The conquest of the parliament was highly
symbolic. But the loss of the state media and the government-run newspaper
Politika was a bigger blow to Milosevic, denying him his biggest
propaganda tools.
The uprising swelled as security forces
showed little willingness to battle the largest-ever anti-Milosevic
protest. Many police joined the flag-waving crowds as they surged across
central Belgrade.

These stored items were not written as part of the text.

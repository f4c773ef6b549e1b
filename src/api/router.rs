use axum::{
    Router,
    routing::{get, post},
};
use std::sync::Arc;
use tower_http::trace::TraceLayer;

use super::handlers::{AppState, books, borrowings, payments, users};

/// Creates the API router with every library endpoint
///
/// Catalog:
/// - GET/POST /books, GET/PUT/DELETE /books/:id
///
/// Borrowings:
/// - GET/POST /borrowings, GET /borrowings/:id
/// - POST /borrowings/:id/return
///
/// Payments (read-only ledger plus the checkout return URLs):
/// - GET /payments, GET /payments/:id
/// - GET /payments/success, GET /payments/cancel
///
/// Users:
/// - POST /users, GET/PUT /users/me
/// - POST /users/token, /users/token/refresh, /users/token/verify
pub fn create_router(state: Arc<AppState>) -> Router {
    Router::new()
        // Health check endpoint
        .route("/health", get(health_check))
        .route("/books", get(books::list_books).post(books::create_book))
        .route(
            "/books/:id",
            get(books::get_book)
                .put(books::update_book)
                .delete(books::delete_book),
        )
        .route(
            "/borrowings",
            get(borrowings::list_borrowings).post(borrowings::create_borrowing),
        )
        .route("/borrowings/:id", get(borrowings::get_borrowing))
        .route("/borrowings/:id/return", post(borrowings::return_borrowing))
        .route("/payments", get(payments::list_payments))
        .route("/payments/success", get(payments::payment_success))
        .route("/payments/cancel", get(payments::payment_cancel))
        .route("/payments/:id", get(payments::get_payment))
        .route("/users", post(users::register))
        .route("/users/me", get(users::get_me).put(users::update_me))
        .route("/users/token", post(users::obtain_token))
        .route("/users/token/refresh", post(users::refresh_token))
        .route("/users/token/verify", post(users::verify_token))
        // Add tracing middleware
        .layer(TraceLayer::new_for_http())
        // Add application state
        .with_state(state)
}

/// Health check endpoint
async fn health_check() -> &'static str {
    "OK"
}
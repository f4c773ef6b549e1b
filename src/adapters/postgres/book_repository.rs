use crate::domain::{Book, BookId, CoverType};
use crate::ports::book_repository::{BookRepository as BookRepositoryTrait, Result};
use crate::ports::{Page, PageRequest};
use async_trait::async_trait;
use sqlx::{PgPool, Row, postgres::PgRow};
use std::str::FromStr;

use super::row_error::invalid_data;

/// PostgreSQLの行データをBookに変換する
fn map_row_to_book(row: &PgRow) -> Result<Book> {
    let cover_str: &str = row.get("cover");
    let cover = CoverType::from_str(cover_str).map_err(invalid_data)?;

    Ok(Book {
        id: BookId::from_uuid(row.get("id")),
        title: row.get("title"),
        author: row.get("author"),
        cover,
        inventory: row.get("inventory"),
        daily_fee: row.get("daily_fee"),
    })
}

/// BookRepositoryのPostgreSQL実装
pub struct BookRepository {
    pool: PgPool,
}

impl BookRepository {
    pub fn new(pool: PgPool) -> Self {
        Self { pool }
    }
}

#[async_trait]
impl BookRepositoryTrait for BookRepository {
    async fn list(&self, page: PageRequest) -> Result<Page<Book>> {
        let total: i64 = sqlx::query_scalar("SELECT COUNT(*) FROM books")
            .fetch_one(&self.pool)
            .await?;

        let rows = sqlx::query(
            r#"
            SELECT id, title, author, cover, inventory, daily_fee
            FROM books
            ORDER BY title ASC, id ASC
            LIMIT $1 OFFSET $2
            "#,
        )
        .bind(page.limit())
        .bind(page.offset())
        .fetch_all(&self.pool)
        .await?;

        let items = rows
            .iter()
            .map(map_row_to_book)
            .collect::<Result<Vec<_>>>()?;

        Ok(Page { items, total })
    }

    async fn get_by_id(&self, book_id: BookId) -> Result<Option<Book>> {
        let row = sqlx::query(
            r#"
            SELECT id, title, author, cover, inventory, daily_fee
            FROM books
            WHERE id = $1
            "#,
        )
        .bind(book_id.value())
        .fetch_optional(&self.pool)
        .await?;

        row.as_ref().map(map_row_to_book).transpose()
    }

    async fn insert(&self, book: &Book) -> Result<()> {
        sqlx::query(
            r#"
            INSERT INTO books (id, title, author, cover, inventory, daily_fee)
            VALUES ($1, $2, $3, $4, $5, $6)
            "#,
        )
        .bind(book.id.value())
        .bind(&book.title)
        .bind(&book.author)
        .bind(book.cover.as_str())
        .bind(book.inventory)
        .bind(book.daily_fee)
        .execute(&self.pool)
        .await?;

        Ok(())
    }

    async fn update(&self, book: &Book) -> Result<bool> {
        let result = sqlx::query(
            r#"
            UPDATE books
            SET title = $2, author = $3, cover = $4, inventory = $5, daily_fee = $6
            WHERE id = $1
            "#,
        )
        .bind(book.id.value())
        .bind(&book.title)
        .bind(&book.author)
        .bind(book.cover.as_str())
        .bind(book.inventory)
        .bind(book.daily_fee)
        .execute(&self.pool)
        .await?;

        Ok(result.rows_affected() > 0)
    }

    async fn delete(&self, book_id: BookId) -> Result<bool> {
        let result = sqlx::query("DELETE FROM books WHERE id = $1")
            .bind(book_id.value())
            .execute(&self.pool)
            .await?;

        Ok(result.rows_affected() > 0)
    }

    async fn count_borrowings(&self, book_id: BookId) -> Result<i64> {
        let count: i64 = sqlx::query_scalar("SELECT COUNT(*) FROM borrowings WHERE book_id = $1")
            .bind(book_id.value())
            .fetch_one(&self.pool)
            .await?;

        Ok(count)
    }
}
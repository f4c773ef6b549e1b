use crate::auth::AuthError;
use crate::domain::UserValidationError;
use thiserror::Error;

/// アカウント管理アプリケーション層のエラー
#[derive(Debug, Error)]
pub enum AccountApplicationError {
    /// 入力値が不正
    #[error(transparent)]
    InvalidUser(#[from] UserValidationError),

    /// メールアドレスが登録済み
    #[error("User with this email already exists")]
    EmailTaken,

    /// メールアドレスまたはパスワードが違う
    #[error("No active account found with the given credentials")]
    InvalidCredentials,

    /// トークンの主体が存在しない
    #[error("User not found")]
    UserNotFound,

    /// トークン・パスワードハッシュのエラー
    #[error(transparent)]
    Auth(#[from] AuthError),

    /// UserRepositoryのエラー
    #[error("User repository error")]
    RepositoryError(#[source] Box<dyn std::error::Error + Send + Sync>),
}

/// アプリケーション層の Result型
pub type Result<T> = std::result::Result<T, AccountApplicationError>;
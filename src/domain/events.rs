use chrono::{DateTime, Utc};
use rust_decimal::Decimal;
use serde::{Deserialize, Serialize};

use super::{BookId, BorrowingId, UserId};

/// イベント：貸出が作成された
#[derive(Debug, Clone, PartialEq, Eq, Serialize, Deserialize)]
pub struct BorrowingCreated {
    pub borrowing_id: BorrowingId,
    pub user_email: String,
    pub borrow_date: DateTime<Utc>,
    pub expected_return_date: DateTime<Utc>,
}

/// イベント：支払いが完了した
#[derive(Debug, Clone, PartialEq, Eq, Serialize, Deserialize)]
pub struct PaymentSucceeded {
    pub borrowing_id: BorrowingId,
    pub user_email: String,
    pub money_to_pay: Decimal,
}

/// イベント：延滞中の貸出が検出された
#[derive(Debug, Clone, PartialEq, Eq, Serialize, Deserialize)]
pub struct BorrowingOverdue {
    pub borrowing_id: BorrowingId,
    pub book_id: BookId,
    pub user_id: UserId,
    pub expected_return_date: DateTime<Utc>,
    pub overdue_days: i64,
}

/// イベント：延滞チェックで該当なし
#[derive(Debug, Clone, PartialEq, Eq, Serialize, Deserialize)]
pub struct NoOverdueBorrowings {
    pub checked_at: DateTime<Utc>,
}

/// 通知対象のドメインイベント統合型
#[derive(Debug, Clone, PartialEq, Eq, Serialize, Deserialize)]
pub enum LibraryEvent {
    BorrowingCreated(BorrowingCreated),
    PaymentSucceeded(PaymentSucceeded),
    BorrowingOverdue(BorrowingOverdue),
    NoOverdueBorrowings(NoOverdueBorrowings),
}

impl LibraryEvent {
    /// 通知用のプレーンテキスト
    pub fn message(&self) -> String {
        match self {
            LibraryEvent::BorrowingCreated(e) => format!(
                "Borrowing {} was created by {}.\nBorrow date: {}.\nExpected return date: {}",
                e.borrowing_id,
                e.user_email,
                e.borrow_date.format("%Y-%m-%d %H:%M"),
                e.expected_return_date.format("%Y-%m-%d %H:%M"),
            ),
            LibraryEvent::PaymentSucceeded(e) => format!(
                "Customer: {}\nsuccessfully paid {} for borrowing with id: {}.",
                e.user_email, e.money_to_pay, e.borrowing_id,
            ),
            LibraryEvent::BorrowingOverdue(e) => format!(
                "Borrowing {} (user {}) is overdue by {} day(s).\nExpected return date: {}",
                e.borrowing_id,
                e.user_id,
                e.overdue_days,
                e.expected_return_date.format("%Y-%m-%d"),
            ),
            LibraryEvent::NoOverdueBorrowings(e) => format!(
                "No borrowings overdue today! (checked at {})",
                e.checked_at.format("%Y-%m-%d %H:%M"),
            ),
        }
    }
}
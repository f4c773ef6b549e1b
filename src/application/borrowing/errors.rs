use crate::application::payment::PaymentApplicationError;
use crate::domain::{BorrowingId, CreateBorrowingError, ReturnBookError};
use thiserror::Error;

/// 貸出管理アプリケーション層のエラー
#[derive(Debug, Error)]
pub enum BorrowingApplicationError {
    /// 書籍が見つからない
    #[error("Book not found")]
    BookNotFound,

    /// 貸出が見つからない（または閲覧権限がない）
    #[error("Borrowing not found")]
    BorrowingNotFound,

    /// 貸出作成のビジネスルール違反
    #[error(transparent)]
    InvalidBorrowing(#[from] CreateBorrowingError),

    /// 既に返却済み
    #[error(transparent)]
    AlreadyReturned(#[from] ReturnBookError),

    /// 参照先（書籍・利用者）が欠けている
    #[error("Borrowing {0} references missing records")]
    DanglingReference(BorrowingId),

    /// 支払い処理のエラー
    #[error(transparent)]
    Payment(#[from] PaymentApplicationError),

    /// Repositoryのエラー
    #[error("Borrowing repository error")]
    RepositoryError(#[source] Box<dyn std::error::Error + Send + Sync>),
}

/// アプリケーション層の Result型
pub type Result<T> = std::result::Result<T, BorrowingApplicationError>;
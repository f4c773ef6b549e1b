use crate::application::ServiceDependencies;
use crate::auth::TokenIssuer;

pub mod books;
pub mod borrowings;
pub mod payments;
pub mod users;

/// ハンドラー間で共有されるアプリケーション状態
#[derive(Clone)]
pub struct AppState {
    pub service_deps: ServiceDependencies,
    pub tokens: TokenIssuer,
}
use crate::domain::{User, UserId};
use async_trait::async_trait;

pub type Result<T> = std::result::Result<T, Box<dyn std::error::Error + Send + Sync>>;

/// 利用者アカウントの永続化ポート
#[async_trait]
pub trait UserRepository: Send + Sync {
    /// メールアドレスが登録済みなら `false`
    async fn insert(&self, user: &User) -> Result<bool>;

    async fn get_by_id(&self, user_id: UserId) -> Result<Option<User>>;

    /// 正規化済み（小文字）のメールアドレスで検索
    async fn find_by_email(&self, email: &str) -> Result<Option<User>>;

    /// 新しいメールアドレスが他のアカウントのものなら `false`
    async fn update(&self, user: &User) -> Result<bool>;
}
use crate::ports::GatewayError;
use thiserror::Error;

/// 支払い管理アプリケーション層のエラー
#[derive(Debug, Error)]
pub enum PaymentApplicationError {
    /// 支払いが見つからない（または閲覧権限がない）
    #[error("Payment not found")]
    PaymentNotFound,

    /// 決済プロバイダのエラー
    #[error(transparent)]
    Gateway(#[from] GatewayError),

    /// Repositoryのエラー
    #[error("Payment repository error")]
    RepositoryError(#[source] Box<dyn std::error::Error + Send + Sync>),
}

/// アプリケーション層の Result型
pub type Result<T> = std::result::Result<T, PaymentApplicationError>;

Thousands more people joined smaller rallies in towns
throughout the country.
There was no immediate reaction from
Milosevic, and his whereabouts were not clear. "No one knows where
Milosevic is," Secretary of State Madeleine Albright said en route to
Washington from Mideast peace talks.
A statement from Milosevic's Socialist Party
of Serbia said it would "fight against violence and destruction"
with "all its force and in all state institutions," Tanjug
reported.
There were fears the mayhem could allow
Milosevic to declare a state of emergency and come down hard on his foes.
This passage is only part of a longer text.